Material shown>
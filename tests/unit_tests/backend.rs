use formgen::backend::cnodes::{format_float, BinOp, CExpr, CStatement, Dialect, Renderer};
use formgen::backend::{BackendOptions, CBackend, RustBackend};
use formgen::codegen::{Backend, Language};
use formgen::error::CodegenError;
use formgen::ir::{ModifiedTerminal, Operator, TableRange, TableType, Terminal};
use formgen::monomial::{IntegralType, Restriction};

fn sym(name: &str) -> CExpr {
    CExpr::symbol(name)
}

fn c() -> Renderer {
    Renderer::new(Dialect::C, 16)
}

fn rust() -> Renderer {
    Renderer::new(Dialect::Rust, 16)
}

fn c_backend(integral_type: IntegralType) -> CBackend {
    CBackend::new(integral_type, BackendOptions::new(2, 2))
}

fn rust_backend(integral_type: IntegralType) -> RustBackend {
    RustBackend::new(integral_type, BackendOptions::new(2, 2))
}

#[test]
fn expressions_are_parenthesized_by_precedence() {
    let sum = CExpr::Sum(vec![sym("a"), sym("b")]);
    let product = CExpr::Product(vec![sym("b"), sym("c")]);

    let expr = CExpr::Product(vec![sum.clone(), sym("c")]);
    assert_eq!(c().expr(&expr), "(a + b) * c");

    let expr = CExpr::Sum(vec![sym("a"), product.clone()]);
    assert_eq!(c().expr(&expr), "a + b * c");

    let expr = CExpr::Difference(Box::new(sym("a")), Box::new(sum.clone()));
    assert_eq!(c().expr(&expr), "a - (a + b)");

    let expr = CExpr::Difference(Box::new(sum), Box::new(sym("c")));
    assert_eq!(c().expr(&expr), "a + b - c");

    let expr = CExpr::Division(Box::new(sym("a")), Box::new(product));
    assert_eq!(c().expr(&expr), "a / (b * c)");

    let expr = CExpr::Product(vec![CExpr::LiteralFloat(-2.0), sym("a")]);
    assert_eq!(c().expr(&expr), "-2.0 * a");
}

#[test]
fn conditions_render_in_both_dialects() {
    let less = CExpr::binop(BinOp::Lt, sym("a"), sym("b"));
    let both = CExpr::binop(BinOp::And, less.clone(), CExpr::binop(BinOp::Ne, sym("a"), CExpr::LiteralFloat(0.0)));
    assert_eq!(c().expr(&both), "a < b && a != 0.0");

    let negated = CExpr::Not(Box::new(both));
    assert_eq!(c().expr(&negated), "!(a < b && a != 0.0)");

    let either = CExpr::binop(BinOp::Or, negated, sym("c"));
    assert_eq!(c().expr(&CExpr::binop(BinOp::And, either, sym("d"))), "(!(a < b && a != 0.0) || c) && d");

    let conditional = CExpr::Conditional {
        condition: Box::new(less),
        true_value: Box::new(sym("a")),
        false_value: Box::new(sym("b")),
    };
    assert_eq!(c().expr(&conditional), "a < b ? a : b");
    assert_eq!(rust().expr(&conditional), "if a < b { a } else { b }");

    let scaled = CExpr::Product(vec![conditional, sym("c")]);
    assert_eq!(c().expr(&scaled), "(a < b ? a : b) * c");
}

#[test]
fn float_literals_are_valid_in_both_dialects() {
    assert_eq!(c().float(3.0), "3.0");
    assert_eq!(c().float(f64::NAN), "NAN");
    assert_eq!(rust().float(f64::NEG_INFINITY), "-f64::INFINITY");
    assert_eq!(Renderer::new(Dialect::C, 3).float(2.0 / 3.0), "0.667");
    assert_eq!(format_float(123456.0, 16), "123456.0");
    assert_eq!(format_float(-1.5e-7, 16), "-1.5e-7");
}

#[test]
fn rust_method_calls_suffix_float_receivers() {
    let sqrt = CExpr::method_call(CExpr::LiteralFloat(2.0), "sqrt", vec![]);
    assert_eq!(rust().expr(&sqrt), "2.0_f64.sqrt()");

    let abs = CExpr::method_call(CExpr::LiteralFloat(-2.0), "abs", vec![]);
    assert_eq!(rust().expr(&abs), "(-2.0).abs()");

    let pow = CExpr::method_call(CExpr::Sum(vec![sym("a"), sym("b")]), "powf", vec![sym("c")]);
    assert_eq!(rust().expr(&pow), "(a + b).powf(c)");
}

#[test]
fn statements_render_as_blocks() {
    let body = vec![
        CStatement::VariableDecl {
            name: "t".to_string(),
            value: CExpr::LiteralFloat(0.0),
        },
        CStatement::AssignAdd {
            target: sym("t"),
            value: sym("x"),
        },
    ];
    let stmt = CStatement::ForRange {
        index: sym("i"),
        begin: 1,
        end: 4,
        body,
    };
    assert_eq!(
        c().statement(&stmt),
        "for (int i = 1; i < 4; ++i)\n{\n    double t = 0.0;\n    t += x;\n}"
    );
    assert_eq!(
        rust().statement(&stmt),
        "for i in 1..4 {\n    let mut t: f64 = 0.0;\n    t += x;\n}"
    );

    let fill = CStatement::ZeroFill {
        array: sym("A"),
        size: 6,
    };
    assert_eq!(c().statement(&fill), "memset(A, 0, 6 * sizeof(*A));");
    assert_eq!(rust().statement(&fill), "A[..6].fill(0.0);");
}

#[test]
fn c_operators_translate_to_std_and_boost() {
    let backend = c_backend(IntegralType::Cell);
    let render = |op, operands| backend.renderer().expr(&backend.translate_operator(op, operands).unwrap());

    assert_eq!(render(Operator::Power, vec![sym("x"), CExpr::LiteralFloat(2.0)]), "std::pow(x, 2.0)");
    assert_eq!(render(Operator::Ln, vec![sym("x")]), "std::log(x)");
    assert_eq!(render(Operator::MinValue, vec![sym("x"), sym("y")]), "std::fmin(x, y)");
    assert_eq!(render(Operator::BesselY, vec![sym("nu"), sym("x")]), "boost::math::cyl_neumann(nu, x)");
    assert_eq!(render(Operator::Ge, vec![sym("x"), sym("y")]), "x >= y");
    assert_eq!(render(Operator::Division, vec![sym("x"), sym("y")]), "x / y");
}

#[test]
fn rust_operators_translate_to_methods_and_libm() {
    let backend = rust_backend(IntegralType::Cell);
    let render = |op, operands| backend.renderer().expr(&backend.translate_operator(op, operands).unwrap());

    assert_eq!(render(Operator::Power, vec![sym("x"), CExpr::LiteralFloat(2.0)]), "x.powf(2.0)");
    assert_eq!(render(Operator::Ln, vec![sym("x")]), "x.ln()");
    assert_eq!(render(Operator::Atan2, vec![sym("y"), sym("x")]), "y.atan2(x)");
    assert_eq!(render(Operator::MaxValue, vec![sym("x"), sym("y")]), "x.max(y)");
    assert_eq!(render(Operator::Erf, vec![sym("x")]), "libm::erf(x)");
    assert_eq!(render(Operator::BesselJ, vec![sym("nu"), sym("x")]), "libm::jn(nu as i32, x)");
    let nu = CExpr::Sum(vec![sym("n"), CExpr::LiteralFloat(1.0)]);
    assert_eq!(render(Operator::BesselY, vec![nu, sym("x")]), "libm::yn((n + 1.0) as i32, x)");
}

#[test]
fn modified_bessel_functions_are_unsupported_in_rust() {
    let backend = rust_backend(IntegralType::Cell);
    for (op, name) in [(Operator::BesselI, "bessel_i"), (Operator::BesselK, "bessel_k")] {
        assert_eq!(
            backend.translate_operator(op, vec![sym("nu"), sym("x")]),
            Err(CodegenError::UnsupportedOperator {
                operator: name,
                backend: "Rust"
            })
        );
    }
}

#[test]
fn operand_count_is_checked() {
    let backend = c_backend(IntegralType::Cell);
    assert!(matches!(
        backend.translate_operator(Operator::Sqrt, vec![]),
        Err(CodegenError::MalformedIr(_))
    ));
    assert!(matches!(
        rust_backend(IntegralType::Cell).translate_operator(Operator::Conditional, vec![sym("a")]),
        Err(CodegenError::MalformedIr(_))
    ));
}

#[test]
fn includes_follow_used_operators() {
    assert_eq!(CBackend::includes(["sum", "product"]), vec!["#include <cstring>"]);
    assert_eq!(
        CBackend::includes(["power", "sum"]),
        vec!["#include <cmath>", "#include <cstring>"]
    );
    assert_eq!(
        CBackend::includes(["bessel_k", "sqrt"]),
        vec![
            "#include <boost/math/special_functions.hpp>",
            "#include <cmath>",
            "#include <cstring>"
        ]
    );
}

#[test]
fn required_crates_follow_used_operators() {
    assert!(RustBackend::required_crates(["sqrt", "power"]).is_empty());
    assert_eq!(RustBackend::required_crates(["erf"]), vec!["libm"]);
    assert_eq!(RustBackend::required_crates(["bessel_j", "bessel_y"]), vec!["libm"]);
}

#[test]
fn argument_access_uses_entity_and_point() {
    let argument = ModifiedTerminal::new(Terminal::Argument { number: 1 });
    let range = TableRange::new("FE3", 3, 6, TableType::Varying);

    let backend = c_backend(IntegralType::ExteriorFacet);
    let access = backend.terminal_access(&argument, Some(&range), 4).unwrap();
    assert_eq!(backend.renderer().expr(&access), "FE3[facet][iq][ia1 - 3]");

    let uniform = TableRange::new("FE3", 0, 3, TableType::Uniform);
    let access = backend.terminal_access(&argument, Some(&uniform), 4).unwrap();
    assert_eq!(backend.renderer().expr(&access), "FE3[0][iq][ia1]");

    let backend = c_backend(IntegralType::InteriorFacet);
    let restricted = argument.clone().with_restriction(Restriction::Minus);
    let fixed = TableRange::new("FE3", 0, 3, TableType::Piecewise);
    let access = backend.terminal_access(&restricted, Some(&fixed), 4).unwrap();
    assert_eq!(backend.renderer().expr(&access), "FE3[facet_1][0][ia1]");

    assert!(matches!(
        backend.terminal_access(&argument, None, 4),
        Err(CodegenError::MalformedIr(_))
    ));
}

#[test]
fn coefficients_are_expanded_in_basis_functions() {
    let backend = c_backend(IntegralType::Cell);
    let coefficient = ModifiedTerminal::new(Terminal::Coefficient { count: 0 });
    let range = TableRange::new("FE_P1", 0, 3, TableType::Varying);

    let access = backend.terminal_access(&coefficient, Some(&range), 2).unwrap();
    assert_eq!(access, CExpr::symbol("w0_c0"));
    let definitions = backend
        .terminal_definitions(&coefficient, Some(&range), 2, &access)
        .unwrap();
    let code: Vec<_> = definitions
        .iter()
        .map(|d| backend.format_statement(d))
        .collect();
    assert_eq!(
        code,
        vec![
            "double w0_c0 = 0.0;",
            "for (int ic = 0; ic < 3; ++ic)\n    w0_c0 += w[0][ic] * FE_P1[0][iq][ic];"
        ]
    );

    let backend = rust_backend(IntegralType::InteriorFacet);
    let derivative = ModifiedTerminal::new(Terminal::Coefficient { count: 1 })
        .with_component(1)
        .with_local_derivatives(vec![1, 0])
        .with_restriction(Restriction::Minus);
    let range = TableRange::new("FE_V", 3, 6, TableType::Varying);
    let access = backend.terminal_access(&derivative, Some(&range), 2).unwrap();
    assert_eq!(access, CExpr::symbol("w1_c1_d10_r1"));
    let definitions = backend
        .terminal_definitions(&derivative, Some(&range), 2, &access)
        .unwrap();
    assert_eq!(
        backend.format_statement(&definitions[1]),
        "for ic in 0..3 {\n    w1_c1_d10_r1 += w[1][ic + 3] * FE_V[facet_1][iq][ic];\n}"
    );
}

#[test]
fn coefficients_without_expansion_are_read_directly() {
    let backend = c_backend(IntegralType::Cell);
    let render = |terminal: &ModifiedTerminal, range: Option<&TableRange>| {
        let access = backend.terminal_access(terminal, range, 2).unwrap();
        assert!(backend
            .terminal_definitions(terminal, range, 2, &access)
            .unwrap()
            .is_empty());
        backend.renderer().expr(&access)
    };

    let constant = ModifiedTerminal::new(Terminal::Coefficient { count: 2 }).with_component(1);
    assert_eq!(render(&constant, None), "w[2][1]");

    let real = TableRange::new("FE_R", 4, 5, TableType::Ones);
    assert_eq!(render(&constant, Some(&real)), "w[2][4]");

    let quadrature = TableRange::new("FE_Q", 6, 8, TableType::Quadrature);
    assert_eq!(render(&constant, Some(&quadrature)), "w[2][iq + 6]");

    let zeros = TableRange::new("FE_Z", 0, 3, TableType::Zeros);
    assert_eq!(render(&constant, Some(&zeros)), "0.0");
}

#[test]
fn geometry_is_computed_from_coordinate_dofs() {
    let backend = c_backend(IntegralType::Cell);
    let jacobian = ModifiedTerminal::new(Terminal::Jacobian)
        .with_component(3)
        .with_local_derivatives(vec![0, 1]);
    let range = TableRange::new("FE_J", 0, 3, TableType::Piecewise);
    let access = backend.terminal_access(&jacobian, Some(&range), 2).unwrap();
    assert_eq!(access, CExpr::symbol("J_c3_d01"));
    let definitions = backend
        .terminal_definitions(&jacobian, Some(&range), 2, &access)
        .unwrap();
    assert_eq!(
        backend.format_statement(&definitions[1]),
        "for (int ic = 0; ic < 3; ++ic)\n    J_c3_d01 += coordinate_dofs[2 * ic + 1] * FE_J[0][0][ic];"
    );

    let backend = c_backend(IntegralType::Vertex);
    let x = ModifiedTerminal::new(Terminal::SpatialCoordinate).with_component(1);
    let access = backend.terminal_access(&x, None, 1).unwrap();
    assert_eq!(backend.renderer().expr(&access), "coordinate_dofs[2 * vertex + 1]");
}

#[test]
fn facet_quantities_depend_on_integral_type() {
    let normal = ModifiedTerminal::new(Terminal::FacetNormal).with_component(1);

    let backend = c_backend(IntegralType::ExteriorFacet);
    let access = backend.terminal_access(&normal, None, 1).unwrap();
    assert_eq!(backend.renderer().expr(&access), "n[1]");

    let backend = c_backend(IntegralType::InteriorFacet);
    let access = backend
        .terminal_access(&normal.clone().with_restriction(Restriction::Plus), None, 1)
        .unwrap();
    assert_eq!(backend.renderer().expr(&access), "n_0[1]");
    let volume = ModifiedTerminal::new(Terminal::CellVolume).with_restriction(Restriction::Minus);
    let access = backend.terminal_access(&volume, None, 1).unwrap();
    assert_eq!(backend.renderer().expr(&access), "volume_1");

    let backend = c_backend(IntegralType::Cell);
    assert!(matches!(
        backend.terminal_access(&normal, None, 1),
        Err(CodegenError::MalformedIr(_))
    ));
}

#[test]
fn integer_literals_are_floats_in_rust() {
    let three = ModifiedTerminal::new(Terminal::IntValue(3));
    let c_backend = c_backend(IntegralType::Cell);
    let rust_backend = rust_backend(IntegralType::Cell);
    let c_access = c_backend.terminal_access(&three, None, 1).unwrap();
    let rust_access = rust_backend.terminal_access(&three, None, 1).unwrap();
    assert_eq!(c_backend.renderer().expr(&c_access), "3");
    assert_eq!(rust_backend.renderer().expr(&rust_access), "3.0");
}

Instructions to follow> Look through the data and gather every line with the string "CStatement" in it.

Answer box>
use formgen::backend::cnodes::{format_float, BinOp, CExpr, CStatement, Dialect, Renderer};
        CStatement::VariableDecl {
        CStatement::AssignAdd {
    let stmt = CStatement::ForRange {
    let fill = CStatement::ZeroFill {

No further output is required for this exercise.